Great Expectations | Teen Ink

Great Expectations

February 8, 2009
By Anonymous

My mother is the first person I have ever truly despised. When Mitch Albom wrote in The Five People
You Meet in Heaven, 'All parents damage their children,' he must have known that in order to
injure someone who prefers to be an emotionally detached observer, the assailant has to be of
unusual importance to that person. My mother is. She is the first person I have ever truly loved,
too.

After she became widowed when I was one, my grandparents raised me while she held her accountant
job. I seldom saw her, but the times we spent were some of my most cherished. I recall when she
bicycled on the Beijing highway at nighttime with me to eat grilled lamb kabobs. The unsanitary
meat caused us to dash for the bathroom later, but I enjoyed the experience nevertheless.

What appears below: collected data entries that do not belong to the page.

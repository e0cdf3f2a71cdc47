use std::io::{self, Write};

use crate::app::{AppContext, Result, Session};
use crate::presenter::{JsonPresenter, Presenter, TextPresenter};
use crate::store::{FavoritesStore, Store};

pub struct ShowOptions {
    pub page: usize,
    pub search: Option<String>,
    pub favorites: bool,
    pub json: bool,
}

pub async fn show_feed(ctx: &AppContext, url: &str, options: &ShowOptions) -> Result<()> {
    let mut session = ctx.session()?;
    session.load_feed(url).await?;
    apply_show_options(&mut session, options)?;

    let stdout = io::stdout();
    if options.json {
        session.render(&mut JsonPresenter::new(stdout.lock()));
    } else {
        session.render(&mut TextPresenter::new(stdout.lock()));
    }

    Ok(())
}

fn apply_show_options<S: Store>(session: &mut Session<S>, options: &ShowOptions) -> Result<()> {
    if let Some(text) = &options.search {
        session.search(text)?;
    } else if options.favorites {
        session.show_favorites();
    } else {
        for _ in 1..options.page {
            if !session.next_page() {
                break;
            }
        }
    }
    Ok(())
}

pub async fn browse_feed(ctx: &AppContext, url: &str) -> Result<()> {
    let mut session = ctx.session()?;
    let mut presenter = TextPresenter::new(io::stdout());
    let input = tokio::io::BufReader::new(tokio::io::stdin());

    match session.load_feed(url).await {
        Ok(count) => {
            presenter.notify(&format!("Loaded {} entries", count));
            session.render(&mut presenter);
        }
        Err(e) => presenter.notify(&e.to_string()),
    }

    super::browse::run(&mut session, &ctx.config.keybindings, input, &mut presenter).await
}

pub fn list_favorites(ctx: &AppContext) -> Result<()> {
    let favorites = FavoritesStore::load(ctx.store.clone())?;
    let links = favorites.links();

    if links.is_empty() {
        println!("No favorites");
        return Ok(());
    }

    for link in links {
        println!("★ {}", link);
    }

    Ok(())
}

pub fn toggle_favorite(ctx: &AppContext, link: &str) -> Result<()> {
    let mut favorites = FavoritesStore::load(ctx.store.clone())?;
    let is_favorite = favorites.toggle(link)?;

    let mut stdout = io::stdout();
    writeln!(stdout, "{} {}", if is_favorite { "★" } else { "☆" }, link)?;
    Ok(())
}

My grandparents did not want me to know that my father was gone because they feared it would
stigmatize me in front of my classmates. When my mother remarried secretly, she introduced the man
who subsequently raised me as my father. After he left for America, she regularly
trekked to the consulate so that she could join him abroad. Eventually she attained her visa, and
she left, promising to send for me as soon as she became settled.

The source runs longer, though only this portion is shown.